ABOUT THIS EXERCISE: Going line by line through the records below, count those with the word "GridAction" and give only the count.

(Items from a data source)
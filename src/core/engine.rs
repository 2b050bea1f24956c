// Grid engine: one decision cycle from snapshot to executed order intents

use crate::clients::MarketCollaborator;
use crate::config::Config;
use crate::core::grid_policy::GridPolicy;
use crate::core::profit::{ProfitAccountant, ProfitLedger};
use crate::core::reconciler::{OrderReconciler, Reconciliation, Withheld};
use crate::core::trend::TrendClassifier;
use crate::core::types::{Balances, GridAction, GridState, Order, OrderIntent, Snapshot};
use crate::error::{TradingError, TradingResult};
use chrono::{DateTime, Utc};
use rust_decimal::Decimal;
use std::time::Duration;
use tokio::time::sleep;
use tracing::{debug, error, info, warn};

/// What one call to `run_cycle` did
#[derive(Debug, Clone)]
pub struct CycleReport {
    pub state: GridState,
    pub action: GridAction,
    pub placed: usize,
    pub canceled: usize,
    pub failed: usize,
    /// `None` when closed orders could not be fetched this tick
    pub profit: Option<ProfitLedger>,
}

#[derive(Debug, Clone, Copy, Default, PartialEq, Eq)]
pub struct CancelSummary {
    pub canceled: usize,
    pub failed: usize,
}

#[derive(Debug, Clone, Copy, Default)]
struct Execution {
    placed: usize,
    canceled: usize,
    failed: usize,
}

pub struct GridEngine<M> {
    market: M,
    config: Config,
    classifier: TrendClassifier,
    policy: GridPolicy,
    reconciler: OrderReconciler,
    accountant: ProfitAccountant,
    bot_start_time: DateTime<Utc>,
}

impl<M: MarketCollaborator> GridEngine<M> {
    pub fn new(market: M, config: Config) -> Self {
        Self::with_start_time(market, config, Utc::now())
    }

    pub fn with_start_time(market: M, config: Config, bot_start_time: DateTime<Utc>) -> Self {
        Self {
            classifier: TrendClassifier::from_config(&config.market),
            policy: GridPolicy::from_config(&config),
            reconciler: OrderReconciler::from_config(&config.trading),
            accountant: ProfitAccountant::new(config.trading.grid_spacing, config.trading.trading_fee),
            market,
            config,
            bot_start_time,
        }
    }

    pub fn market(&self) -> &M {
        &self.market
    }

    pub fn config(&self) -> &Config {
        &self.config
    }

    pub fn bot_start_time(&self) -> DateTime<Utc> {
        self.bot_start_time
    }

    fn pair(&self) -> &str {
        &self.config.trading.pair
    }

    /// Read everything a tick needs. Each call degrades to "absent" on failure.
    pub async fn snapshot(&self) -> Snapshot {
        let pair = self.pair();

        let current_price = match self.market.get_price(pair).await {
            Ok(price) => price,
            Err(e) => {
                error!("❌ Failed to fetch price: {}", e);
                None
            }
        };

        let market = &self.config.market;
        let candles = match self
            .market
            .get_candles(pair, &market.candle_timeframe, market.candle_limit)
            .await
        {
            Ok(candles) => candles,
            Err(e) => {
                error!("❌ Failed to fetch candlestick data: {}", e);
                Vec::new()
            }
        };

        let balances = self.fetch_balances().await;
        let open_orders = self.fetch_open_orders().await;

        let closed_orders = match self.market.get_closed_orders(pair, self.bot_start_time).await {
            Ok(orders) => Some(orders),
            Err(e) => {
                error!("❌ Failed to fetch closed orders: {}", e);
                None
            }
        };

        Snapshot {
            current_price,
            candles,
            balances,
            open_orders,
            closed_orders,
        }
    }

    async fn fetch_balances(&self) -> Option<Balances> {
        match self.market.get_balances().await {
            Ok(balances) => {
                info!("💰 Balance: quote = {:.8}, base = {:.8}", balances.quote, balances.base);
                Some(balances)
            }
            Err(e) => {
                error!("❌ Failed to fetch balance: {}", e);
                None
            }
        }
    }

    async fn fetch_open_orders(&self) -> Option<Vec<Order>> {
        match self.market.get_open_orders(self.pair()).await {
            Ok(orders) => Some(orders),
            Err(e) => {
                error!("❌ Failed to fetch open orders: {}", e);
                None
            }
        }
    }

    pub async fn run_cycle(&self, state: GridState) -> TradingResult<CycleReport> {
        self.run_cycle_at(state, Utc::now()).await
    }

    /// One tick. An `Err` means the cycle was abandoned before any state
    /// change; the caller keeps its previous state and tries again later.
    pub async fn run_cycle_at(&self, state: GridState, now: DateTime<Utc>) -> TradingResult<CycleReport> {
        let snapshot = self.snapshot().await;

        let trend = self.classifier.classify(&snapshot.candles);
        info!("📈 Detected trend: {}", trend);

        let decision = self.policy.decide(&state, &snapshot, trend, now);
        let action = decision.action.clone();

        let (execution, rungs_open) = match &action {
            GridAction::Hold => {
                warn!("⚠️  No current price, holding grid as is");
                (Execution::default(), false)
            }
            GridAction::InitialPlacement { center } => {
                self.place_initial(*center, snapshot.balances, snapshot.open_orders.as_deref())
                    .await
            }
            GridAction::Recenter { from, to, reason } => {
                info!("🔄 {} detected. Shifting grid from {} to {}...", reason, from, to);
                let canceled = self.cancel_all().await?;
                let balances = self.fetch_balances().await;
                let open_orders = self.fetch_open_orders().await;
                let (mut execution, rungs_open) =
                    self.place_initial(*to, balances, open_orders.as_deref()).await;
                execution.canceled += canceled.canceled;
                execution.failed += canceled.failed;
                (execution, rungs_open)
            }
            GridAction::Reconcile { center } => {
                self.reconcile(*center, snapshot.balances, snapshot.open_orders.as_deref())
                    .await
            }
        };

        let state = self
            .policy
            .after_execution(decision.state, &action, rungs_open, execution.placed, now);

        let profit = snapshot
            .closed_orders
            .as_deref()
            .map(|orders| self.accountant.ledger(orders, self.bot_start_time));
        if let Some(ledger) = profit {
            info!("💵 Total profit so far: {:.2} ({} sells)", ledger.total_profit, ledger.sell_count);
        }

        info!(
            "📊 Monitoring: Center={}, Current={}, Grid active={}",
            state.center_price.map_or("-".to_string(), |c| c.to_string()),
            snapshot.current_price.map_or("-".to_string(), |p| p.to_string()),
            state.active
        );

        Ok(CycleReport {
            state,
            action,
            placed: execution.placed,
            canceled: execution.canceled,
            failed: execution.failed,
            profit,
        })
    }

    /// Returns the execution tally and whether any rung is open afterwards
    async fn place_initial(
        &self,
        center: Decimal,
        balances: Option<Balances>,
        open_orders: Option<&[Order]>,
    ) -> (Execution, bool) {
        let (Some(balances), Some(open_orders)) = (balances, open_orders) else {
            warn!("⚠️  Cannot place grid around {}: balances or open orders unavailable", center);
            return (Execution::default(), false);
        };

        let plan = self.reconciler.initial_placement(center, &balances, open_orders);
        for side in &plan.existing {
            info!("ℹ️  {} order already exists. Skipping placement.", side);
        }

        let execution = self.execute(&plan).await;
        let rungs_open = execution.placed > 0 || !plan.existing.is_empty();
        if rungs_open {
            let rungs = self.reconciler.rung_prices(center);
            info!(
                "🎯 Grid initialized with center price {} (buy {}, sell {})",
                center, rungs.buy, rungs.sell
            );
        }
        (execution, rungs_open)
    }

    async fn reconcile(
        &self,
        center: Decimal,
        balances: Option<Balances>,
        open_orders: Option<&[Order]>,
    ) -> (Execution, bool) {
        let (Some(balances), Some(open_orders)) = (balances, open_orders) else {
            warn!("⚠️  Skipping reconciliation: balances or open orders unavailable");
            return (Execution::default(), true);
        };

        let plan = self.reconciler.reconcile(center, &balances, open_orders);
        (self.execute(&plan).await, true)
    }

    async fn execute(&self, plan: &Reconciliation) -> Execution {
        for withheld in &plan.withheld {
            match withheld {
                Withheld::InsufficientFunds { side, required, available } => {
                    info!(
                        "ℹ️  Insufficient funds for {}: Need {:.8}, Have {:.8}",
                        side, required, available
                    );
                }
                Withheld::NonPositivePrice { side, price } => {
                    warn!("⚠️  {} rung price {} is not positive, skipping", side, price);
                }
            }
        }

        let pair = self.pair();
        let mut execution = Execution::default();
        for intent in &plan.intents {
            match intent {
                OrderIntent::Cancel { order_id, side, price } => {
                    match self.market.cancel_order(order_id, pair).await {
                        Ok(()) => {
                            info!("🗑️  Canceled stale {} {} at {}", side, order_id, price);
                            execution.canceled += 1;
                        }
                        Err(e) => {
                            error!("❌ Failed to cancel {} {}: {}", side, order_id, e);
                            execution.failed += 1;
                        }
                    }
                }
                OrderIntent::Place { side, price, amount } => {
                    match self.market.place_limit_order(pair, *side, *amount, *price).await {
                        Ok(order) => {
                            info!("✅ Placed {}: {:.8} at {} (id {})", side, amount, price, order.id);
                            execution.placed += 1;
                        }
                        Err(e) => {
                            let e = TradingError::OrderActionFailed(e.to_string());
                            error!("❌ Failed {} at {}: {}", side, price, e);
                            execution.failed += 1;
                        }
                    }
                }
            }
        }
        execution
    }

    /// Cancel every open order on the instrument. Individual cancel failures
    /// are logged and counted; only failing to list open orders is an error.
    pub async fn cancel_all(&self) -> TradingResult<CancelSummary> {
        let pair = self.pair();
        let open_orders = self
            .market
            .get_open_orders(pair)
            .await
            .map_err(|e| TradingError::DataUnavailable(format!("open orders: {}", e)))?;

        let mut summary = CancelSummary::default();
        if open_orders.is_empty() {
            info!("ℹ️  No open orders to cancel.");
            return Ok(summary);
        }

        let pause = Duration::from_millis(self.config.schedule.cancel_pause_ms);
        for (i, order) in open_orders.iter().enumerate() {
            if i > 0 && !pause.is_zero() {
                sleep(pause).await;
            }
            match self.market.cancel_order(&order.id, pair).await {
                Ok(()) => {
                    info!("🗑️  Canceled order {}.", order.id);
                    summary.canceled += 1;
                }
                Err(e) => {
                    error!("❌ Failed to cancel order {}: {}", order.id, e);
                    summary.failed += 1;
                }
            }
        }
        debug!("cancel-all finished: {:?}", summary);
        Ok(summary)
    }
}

TASK SOLUTION: 6